The Diyarbakır Public Prosecutor’s Office sent an official notice to the Justice Ministry yesterday demanding the prosecution of Peace and Democracy Party (BDP) co-leaders Selahattin Demirtaş and Gültan Kışanak, BDP deputies Emine Ayna, Nursel Aydoğan, Sebahat Tuncel and Ayla Akat Ata, as well as independent deputies Ahmet Türk and Aysel Tuğluk.
The deputies are accused of being members of the outlawed Kurdistan Communities Union (KCK), the alleged urban wing of the outlawed Kurdistan Workers’ Party (PKK). In the 30-page notice, the prosecutors claimed that the lawmakers “have contacts with terror organization members working under the KCK.”
The ministry will send the notices to the Parliament Speaker’s Office, and the legislature will decide whether to revoke the lawmakers’ immunity.
The move prompted a fierce reaction from the BDP. Deputy parliamentary group leader, Hasip Kaplan, told the Hürriyet Daily News yesterday that the specially-authorized prosecutors and courts “have orders from the government to act against us.”
“Parliament has so far received more than 600 demands for the removal of our immunity. They are requesting a total of more than a century of jail time,” Kaplan said. “Regular party decisions are being considered evidence by the prosecutors. All of our political speeches are met with prosecutor’s notices, demonstrating the government’s mentality against democracy, freedom of speech and [freedom in] politics. This is a dangerous way to go.”
Sezgin Tanrıkulu, deputy chair of the main opposition Republican People’s Party (CHP), also denounced the prosecutors’ move, describing it as “an unlawful action peculiar to special-authority courts.”
“Attempting to try a political party leader and seven lawmakers for being members of an illegal organization is an unlawful action peculiar to special-authority courts. Specially authorized prosecutors are claiming the right to determine the limits of legislative activity,” Tanrıkulu said.

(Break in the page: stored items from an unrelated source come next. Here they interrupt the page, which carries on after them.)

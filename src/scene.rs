use std::sync::atomic::{AtomicU32, Ordering};

use tracing::{debug, info};

use crate::bbox::{BBox, Ltwh};
use crate::line::CountingLine;
use crate::tracker::{TrackerBackend, VisualTracker};
use crate::{Detection, Track};

use crate::error::Error;

static SEQ_ID: AtomicU32 = AtomicU32::new(1);

/// One followed object: identity, the latest box reported by its tracker and
/// whether it has already crossed the counting line. The tracker instance
/// lives and dies with the record.
#[derive(Debug)]
pub struct Vehicle<T> {
    pub id: u32,
    pub bbox: BBox<Ltwh>,
    pub counted: bool,
    tracker: T,
}

impl<T> From<&Vehicle<T>> for Track {
    fn from(v: &Vehicle<T>) -> Track {
        Track {
            track_id: v.id,
            bbox: v.bbox,
            counted: v.counted,
        }
    }
}

/// Owner of the active track set. Associates fresh detections with tracks,
/// drives every track's tracker once per frame and applies the counting-line
/// rule.
pub struct Scene<B: TrackerBackend> {
    backend: B,
    line: CountingLine,
    vehicles: Vec<Vehicle<B::Tracker>>,
    count: u64,
}

impl<B: TrackerBackend> Scene<B> {
    pub fn new(backend: B, line: CountingLine) -> Self {
        Self {
            backend,
            line,
            vehicles: Vec::with_capacity(32),
            count: 0,
        }
    }

    /// Runs one frame through the three phases in order: refresh every track
    /// from its tracker, spawn tracks for unmatched detections, apply the
    /// counting line.
    pub fn process(&mut self, frame: &B::Frame, detections: &[Detection]) -> Result<(), Error> {
        self.refresh(frame)?;
        self.associate(frame, detections)?;
        self.apply_line();

        Ok(())
    }

    fn refresh(&mut self, frame: &B::Frame) -> Result<(), Error> {
        let mut i = 0;
        while i < self.vehicles.len() {
            match self.vehicles[i].tracker.update(frame)? {
                Some(bbox) => {
                    self.vehicles[i].bbox = bbox;
                    i += 1;
                }
                None => {
                    // removal is permanent, the object is never re-acquired
                    // under its old identity
                    let lost = self.vehicles.remove(i);
                    debug!(id = lost.id, "tracker lost its target, track retired");
                }
            }
        }

        Ok(())
    }

    fn associate(&mut self, frame: &B::Frame, detections: &[Detection]) -> Result<(), Error> {
        for det in detections {
            let bbox = det.bbox();

            // any non-zero overlap claims the detection, first hit wins
            let matched = self
                .vehicles
                .iter()
                .any(|v| v.bbox.intersection(&bbox) > 0.0);

            if !matched {
                let tracker = self.backend.spawn(frame, &bbox)?;
                let id = SEQ_ID.fetch_add(1, Ordering::SeqCst);
                debug!(id, "spawned track for unmatched detection");

                self.vehicles.push(Vehicle {
                    id,
                    bbox,
                    counted: false,
                    tracker,
                });
            }
        }

        Ok(())
    }

    fn apply_line(&mut self) {
        for v in &mut self.vehicles {
            if self.line.in_band(v.bbox.cy()) {
                // increments on every frame the center dwells inside the band
                self.count += 1;

                if !v.counted {
                    v.counted = true;
                    info!(id = v.id, count = self.count, "vehicle crossed the counting line");
                }
            }
        }
    }

    #[inline]
    pub fn count(&self) -> u64 {
        self.count
    }

    #[inline]
    pub fn line(&self) -> &CountingLine {
        &self.line
    }

    #[inline]
    pub fn len(&self) -> usize {
        self.vehicles.len()
    }

    #[inline]
    pub fn is_empty(&self) -> bool {
        self.vehicles.is_empty()
    }

    pub fn tracks(&self) -> Vec<Track> {
        self.vehicles.iter().map(Into::into).collect()
    }
}

#[cfg(test)]
mod tests {
    use super::*;
    use std::collections::VecDeque;

    /// Replays a scripted sequence of update results; once the script runs
    /// dry it keeps reporting the last known box.
    struct FakeTracker {
        steps: VecDeque<Option<BBox<Ltwh>>>,
        hold: BBox<Ltwh>,
    }

    impl VisualTracker for FakeTracker {
        type Frame = ();

        fn update(&mut self, _frame: &()) -> Result<Option<BBox<Ltwh>>, Error> {
            match self.steps.pop_front() {
                Some(Some(bbox)) => {
                    self.hold = bbox;
                    Ok(Some(bbox))
                }
                Some(None) => Ok(None),
                None => Ok(Some(self.hold)),
            }
        }
    }

    /// Hands one script to each spawned tracker, in spawn order. Tracks
    /// without a script stay put on their seed box.
    #[derive(Default)]
    struct FakeBackend {
        scripts: VecDeque<Vec<Option<BBox<Ltwh>>>>,
    }

    impl FakeBackend {
        fn scripted(scripts: Vec<Vec<Option<BBox<Ltwh>>>>) -> Self {
            Self {
                scripts: scripts.into(),
            }
        }
    }

    impl TrackerBackend for FakeBackend {
        type Frame = ();
        type Tracker = FakeTracker;

        fn spawn(&mut self, _frame: &(), bbox: &BBox<Ltwh>) -> Result<FakeTracker, Error> {
            Ok(FakeTracker {
                steps: self.scripts.pop_front().unwrap_or_default().into(),
                hold: *bbox,
            })
        }
    }

    fn det(x: f32, y: f32, w: f32, h: f32) -> Detection {
        Detection::new(x, y, w, h)
    }

    /// A line no track in these tests can reach.
    fn far_line() -> CountingLine {
        CountingLine::horizontal(10_000.0, 0.0, 800.0)
    }

    #[test]
    fn empty_frame_mutates_nothing() {
        let mut scene = Scene::new(FakeBackend::default(), far_line());

        scene.process(&(), &[]).unwrap();

        assert_eq!(scene.len(), 0);
        assert_eq!(scene.count(), 0);
    }

    #[test]
    fn update_phase_only_removes() {
        let scripts = vec![vec![], vec![None]];
        let mut scene = Scene::new(FakeBackend::scripted(scripts), far_line());

        scene
            .process(&(), &[det(0.0, 0.0, 20.0, 20.0), det(100.0, 0.0, 20.0, 20.0)])
            .unwrap();
        assert_eq!(scene.len(), 2);

        // no detections: the frame can only shrink the track set
        scene.process(&(), &[]).unwrap();
        assert_eq!(scene.len(), 1);

        scene.process(&(), &[]).unwrap();
        assert_eq!(scene.len(), 1);
    }

    #[test]
    fn unmatched_detections_spawn_with_increasing_ids() {
        let mut scene = Scene::new(FakeBackend::default(), far_line());

        scene
            .process(&(), &[det(0.0, 0.0, 20.0, 20.0), det(100.0, 0.0, 20.0, 20.0)])
            .unwrap();
        scene.process(&(), &[det(200.0, 0.0, 20.0, 20.0)]).unwrap();

        let tracks = scene.tracks();
        assert_eq!(tracks.len(), 3);
        assert!(tracks[0].track_id < tracks[1].track_id);
        assert!(tracks[1].track_id < tracks[2].track_id);
    }

    #[test]
    fn overlapping_detections_do_not_spawn() {
        let mut scene = Scene::new(FakeBackend::default(), far_line());

        scene.process(&(), &[det(0.0, 0.0, 20.0, 20.0)]).unwrap();
        assert_eq!(scene.len(), 1);

        // both detections overlap the single existing track: no new tracks
        scene
            .process(&(), &[det(5.0, 5.0, 20.0, 20.0), det(10.0, 10.0, 20.0, 20.0)])
            .unwrap();
        assert_eq!(scene.len(), 1);
    }

    #[test]
    fn edge_adjacent_detection_spawns() {
        let mut scene = Scene::new(FakeBackend::default(), far_line());

        scene.process(&(), &[det(0.0, 0.0, 20.0, 20.0)]).unwrap();

        // zero intersection area never matches
        scene.process(&(), &[det(20.0, 0.0, 20.0, 20.0)]).unwrap();
        assert_eq!(scene.len(), 2);
    }

    #[test]
    fn lost_track_id_is_never_reused() {
        let scripts = vec![vec![None]];
        let mut scene = Scene::new(FakeBackend::scripted(scripts), far_line());

        scene.process(&(), &[det(0.0, 0.0, 20.0, 20.0)]).unwrap();
        let old_id = scene.tracks()[0].track_id;

        // the tracker fails, the track is gone within the same frame and a
        // detection in the same spot becomes a brand new track
        scene.process(&(), &[det(0.0, 0.0, 20.0, 20.0)]).unwrap();

        let tracks = scene.tracks();
        assert_eq!(tracks.len(), 1);
        assert!(tracks[0].track_id > old_id);
    }

    #[test]
    fn dwell_in_band_counts_every_frame() {
        let line = CountingLine::horizontal(300.0, 0.0, 800.0);
        let steps = vec![
            Some(BBox::ltwh(100.0, 289.0, 20.0, 20.0)), // center 299
            Some(BBox::ltwh(100.0, 290.0, 20.0, 20.0)), // center 300
            Some(BBox::ltwh(100.0, 291.0, 20.0, 20.0)), // center 301
            Some(BBox::ltwh(100.0, 292.0, 20.0, 20.0)), // center 302
        ];
        let mut scene = Scene::new(FakeBackend::scripted(vec![steps]), line);

        // spawn frame, center 298: outside the band
        scene.process(&(), &[det(100.0, 288.0, 20.0, 20.0)]).unwrap();
        assert_eq!(scene.count(), 0);
        assert!(!scene.tracks()[0].counted);

        scene.process(&(), &[]).unwrap(); // 299
        assert_eq!(scene.count(), 1);
        assert!(scene.tracks()[0].counted);

        scene.process(&(), &[]).unwrap(); // 300
        scene.process(&(), &[]).unwrap(); // 301
        assert_eq!(scene.count(), 3);

        // center 302 leaves the band: count freezes, the flag stays set
        scene.process(&(), &[]).unwrap();
        assert_eq!(scene.count(), 3);
        assert!(scene.tracks()[0].counted);
    }
}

Recalling an earlier attempt by prosecutors to initiate a lawsuit against CHP leader Kemal Kılıçdaroğlu, when he likened the Silivri prison to a “concentration camp,” Tanrıkulu said: “Such moves show that legislative activities are under the discretion of prosecutors. Legislative activity cannot be conducted under judicial pressure.”
The Nationalist Movement Party’s (MHP) deputy leader Mehmet Şandır, however, said the notices had no “special meaning.”
“There is an undeniable relationship between the KCK-PKK and the BDP. The KCK can be considered an institution above the PKK and the BDP; the judiciary is just doing its job,” Şandır said.